─── Provided data

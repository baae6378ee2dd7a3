use crate::errors::{BenchError, BenchResult};
use clap::ValueEnum;
use std::time::{Duration, Instant};
use tracing::Level;
use tracing_subscriber::EnvFilter;

#[derive(Clone, Copy, ValueEnum, Debug, Default, PartialEq, Eq)]
pub enum LogFormat {
    #[default]
    Text,
    Json,
}

/// Installs the global subscriber. Logs go to stderr so stdout only carries
/// the report. `CSVBENCH_LOG` takes precedence over the CLI flags.
pub fn init_logging(verbose: bool, quiet: bool, format: LogFormat) {
    let default_level = if quiet {
        Level::ERROR
    } else if verbose {
        Level::DEBUG
    } else {
        Level::INFO
    };

    let filter = EnvFilter::builder()
        .with_default_directive(default_level.into())
        .with_env_var("CSVBENCH_LOG")
        .from_env_lossy();

    match format {
        LogFormat::Json => {
            tracing_subscriber::fmt()
                .with_env_filter(filter)
                .with_writer(std::io::stderr)
                .json()
                .with_span_list(false)
                .with_current_span(false)
                .init();
        }
        LogFormat::Text => {
            tracing_subscriber::fmt()
                .with_env_filter(filter)
                .with_writer(std::io::stderr)
                .init();
        }
    }
}

/// Process-wide memory and CPU introspection, kept behind a trait so the
/// runner can be driven by a scripted sampler in tests.
pub trait ResourceSampler {
    /// Bytes currently allocated by the process.
    fn current_memory_usage(&self) -> BenchResult<u64>;

    /// Cumulative user + system CPU time of the process, in seconds.
    fn current_cpu_time(&self) -> BenchResult<f64>;
}

/// Samples the running process: jemalloc's `stats.allocated` for memory and
/// `getrusage(RUSAGE_SELF)` for CPU time.
///
/// Memory figures are only meaningful when jemalloc is the global allocator,
/// which the crate's binaries install.
#[derive(Debug, Default, Clone, Copy)]
pub struct ProcessSampler;

impl ProcessSampler {
    pub fn new() -> Self {
        Self
    }
}

impl ResourceSampler for ProcessSampler {
    #[cfg(not(target_env = "msvc"))]
    fn current_memory_usage(&self) -> BenchResult<u64> {
        use tikv_jemalloc_ctl::{epoch, stats};

        // jemalloc caches its statistics until the epoch is advanced.
        epoch::advance().map_err(|e| BenchError::SamplerError(e.to_string()))?;
        let allocated =
            stats::allocated::read().map_err(|e| BenchError::SamplerError(e.to_string()))?;
        Ok(allocated as u64)
    }

    #[cfg(target_env = "msvc")]
    fn current_memory_usage(&self) -> BenchResult<u64> {
        Err(BenchError::SamplerError(
            "allocator statistics are not available on this target".to_string(),
        ))
    }

    #[cfg(unix)]
    fn current_cpu_time(&self) -> BenchResult<f64> {
        let mut usage = std::mem::MaybeUninit::<libc::rusage>::zeroed();
        // SAFETY: getrusage only writes into the provided struct.
        let rc = unsafe { libc::getrusage(libc::RUSAGE_SELF, usage.as_mut_ptr()) };
        if rc != 0 {
            return Err(BenchError::SamplerError(format!(
                "getrusage failed: {}",
                std::io::Error::last_os_error()
            )));
        }
        // SAFETY: getrusage returned 0, so the struct is initialised.
        let usage = unsafe { usage.assume_init() };
        Ok(timeval_secs(usage.ru_utime) + timeval_secs(usage.ru_stime))
    }

    #[cfg(not(unix))]
    fn current_cpu_time(&self) -> BenchResult<f64> {
        Err(BenchError::SamplerError(
            "process CPU time is not available on this target".to_string(),
        ))
    }
}

#[cfg(unix)]
fn timeval_secs(tv: libc::timeval) -> f64 {
    tv.tv_sec as f64 + tv.tv_usec as f64 / 1e6
}

/// One benchmark run.
#[derive(Debug, Clone, Copy, PartialEq)]
pub struct Measurement {
    pub duration: Duration,
    /// After minus before. Negative when memory was released mid-run.
    pub memory_delta_bytes: i64,
    pub cpu_delta_secs: f64,
}

impl Measurement {
    /// Whole microseconds expressed in milliseconds.
    pub fn duration_ms(&self) -> f64 {
        self.duration.as_micros() as f64 / 1000.0
    }

    pub fn memory_delta_mb(&self) -> f64 {
        self.memory_delta_bytes as f64 / (1024.0 * 1024.0)
    }

    /// CPU-seconds scaled by 100. Historical results logs store this figure in
    /// their "cpu_percent" column, so the scaling is kept even though it is not
    /// a utilisation percentage.
    pub fn cpu_scaled(&self) -> f64 {
        self.cpu_delta_secs * 100.0
    }
}

/// Samples memory and CPU, runs `op` under a wall-clock timer, then samples
/// again. The value produced by `op` stays alive until after the second
/// sample so that retained allocations show up in the memory delta.
pub fn measure<S, F, T>(sampler: &S, op: F) -> BenchResult<Measurement>
where
    S: ResourceSampler + ?Sized,
    F: FnOnce() -> BenchResult<T>,
{
    let memory_before = sampler.current_memory_usage()?;
    let cpu_before = sampler.current_cpu_time()?;

    let start = Instant::now();
    let output = op()?;
    let duration = start.elapsed();

    let memory_after = sampler.current_memory_usage()?;
    let cpu_after = sampler.current_cpu_time()?;
    drop(output);

    Ok(Measurement {
        duration,
        memory_delta_bytes: memory_after as i64 - memory_before as i64,
        cpu_delta_secs: cpu_after - cpu_before,
    })
}

#[cfg(test)]
pub(crate) mod tests {
    use super::*;
    use std::cell::Cell;
    use std::rc::Rc;

    /// Every call advances memory by `memory_step` bytes and CPU time by
    /// `cpu_step` seconds.
    pub(crate) struct ScriptedSampler {
        memory: Cell<u64>,
        cpu: Cell<f64>,
        memory_step: u64,
        cpu_step: f64,
    }

    impl ScriptedSampler {
        pub(crate) fn new(memory_step: u64, cpu_step: f64) -> Self {
            Self {
                memory: Cell::new(0),
                cpu: Cell::new(0.0),
                memory_step,
                cpu_step,
            }
        }
    }

    impl ResourceSampler for ScriptedSampler {
        fn current_memory_usage(&self) -> BenchResult<u64> {
            let value = self.memory.get();
            self.memory.set(value + self.memory_step);
            Ok(value)
        }

        fn current_cpu_time(&self) -> BenchResult<f64> {
            let value = self.cpu.get();
            self.cpu.set(value + self.cpu_step);
            Ok(value)
        }
    }

    struct FailingSampler;

    impl ResourceSampler for FailingSampler {
        fn current_memory_usage(&self) -> BenchResult<u64> {
            Err(BenchError::SamplerError("no allocator stats".to_string()))
        }

        fn current_cpu_time(&self) -> BenchResult<f64> {
            Ok(0.0)
        }
    }

    #[test]
    fn test_measure_uses_sampler_deltas() -> BenchResult<()> {
        let sampler = ScriptedSampler::new(1024 * 1024, 0.25);
        let measurement = measure(&sampler, || Ok(vec![0u8; 16]))?;

        assert_eq!(measurement.memory_delta_bytes, 1024 * 1024);
        assert_eq!(measurement.memory_delta_mb(), 1.0);
        assert_eq!(measurement.cpu_delta_secs, 0.25);
        assert_eq!(measurement.cpu_scaled(), 25.0);
        Ok(())
    }

    /// Reports whatever a shared counter currently holds, like an allocator's
    /// live-bytes statistic.
    struct CounterSampler {
        live: Rc<Cell<u64>>,
    }

    impl ResourceSampler for CounterSampler {
        fn current_memory_usage(&self) -> BenchResult<u64> {
            Ok(self.live.get())
        }

        fn current_cpu_time(&self) -> BenchResult<f64> {
            Ok(0.0)
        }
    }

    /// Adds its size to the counter while alive.
    struct Retained {
        live: Rc<Cell<u64>>,
        bytes: u64,
    }

    impl Retained {
        fn new(live: &Rc<Cell<u64>>, bytes: u64) -> Self {
            live.set(live.get() + bytes);
            Self {
                live: Rc::clone(live),
                bytes,
            }
        }
    }

    impl Drop for Retained {
        fn drop(&mut self) {
            self.live.set(self.live.get() - self.bytes);
        }
    }

    #[test]
    fn test_measure_counts_output_retained_until_second_sample() -> BenchResult<()> {
        let live = Rc::new(Cell::new(4096));
        let sampler = CounterSampler {
            live: Rc::clone(&live),
        };

        let measurement = measure(&sampler, || Ok(Retained::new(&live, 3 * 1024 * 1024)))?;

        assert_eq!(measurement.memory_delta_bytes, 3 * 1024 * 1024);
        assert_eq!(live.get(), 4096);
        Ok(())
    }

    #[test]
    fn test_measure_propagates_operation_error() {
        let sampler = ScriptedSampler::new(0, 0.0);
        let result = measure(&sampler, || -> BenchResult<()> {
            Err(BenchError::BenchmarkError("boom".to_string()))
        });
        assert!(matches!(result, Err(BenchError::BenchmarkError(_))));
    }

    #[test]
    fn test_measure_propagates_sampler_error() {
        let result = measure(&FailingSampler, || Ok(()));
        assert!(matches!(result, Err(BenchError::SamplerError(_))));
    }

    #[test]
    fn test_duration_ms_truncates_to_micros() {
        let measurement = Measurement {
            duration: Duration::from_nanos(1_500_999),
            memory_delta_bytes: -2 * 1024 * 1024,
            cpu_delta_secs: 0.0,
        };
        assert_eq!(measurement.duration_ms(), 1.5);
        assert_eq!(measurement.memory_delta_mb(), -2.0);
    }

    #[cfg(unix)]
    #[test]
    fn test_process_cpu_time_is_monotonic() -> BenchResult<()> {
        let sampler = ProcessSampler::new();
        let before = sampler.current_cpu_time()?;
        let mut acc = 0u64;
        for i in 0..200_000u64 {
            acc = acc.wrapping_add(std::hint::black_box(i));
        }
        std::hint::black_box(acc);
        let after = sampler.current_cpu_time()?;
        assert!(after >= before);
        Ok(())
    }
}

──────

What needs to be done: The lines holding the word "currently" are the answer. Find them in the entries and copy them.

Solved problem:
    /// Bytes currently allocated by the process.
    /// Reports whatever a shared counter currently holds, like an allocator's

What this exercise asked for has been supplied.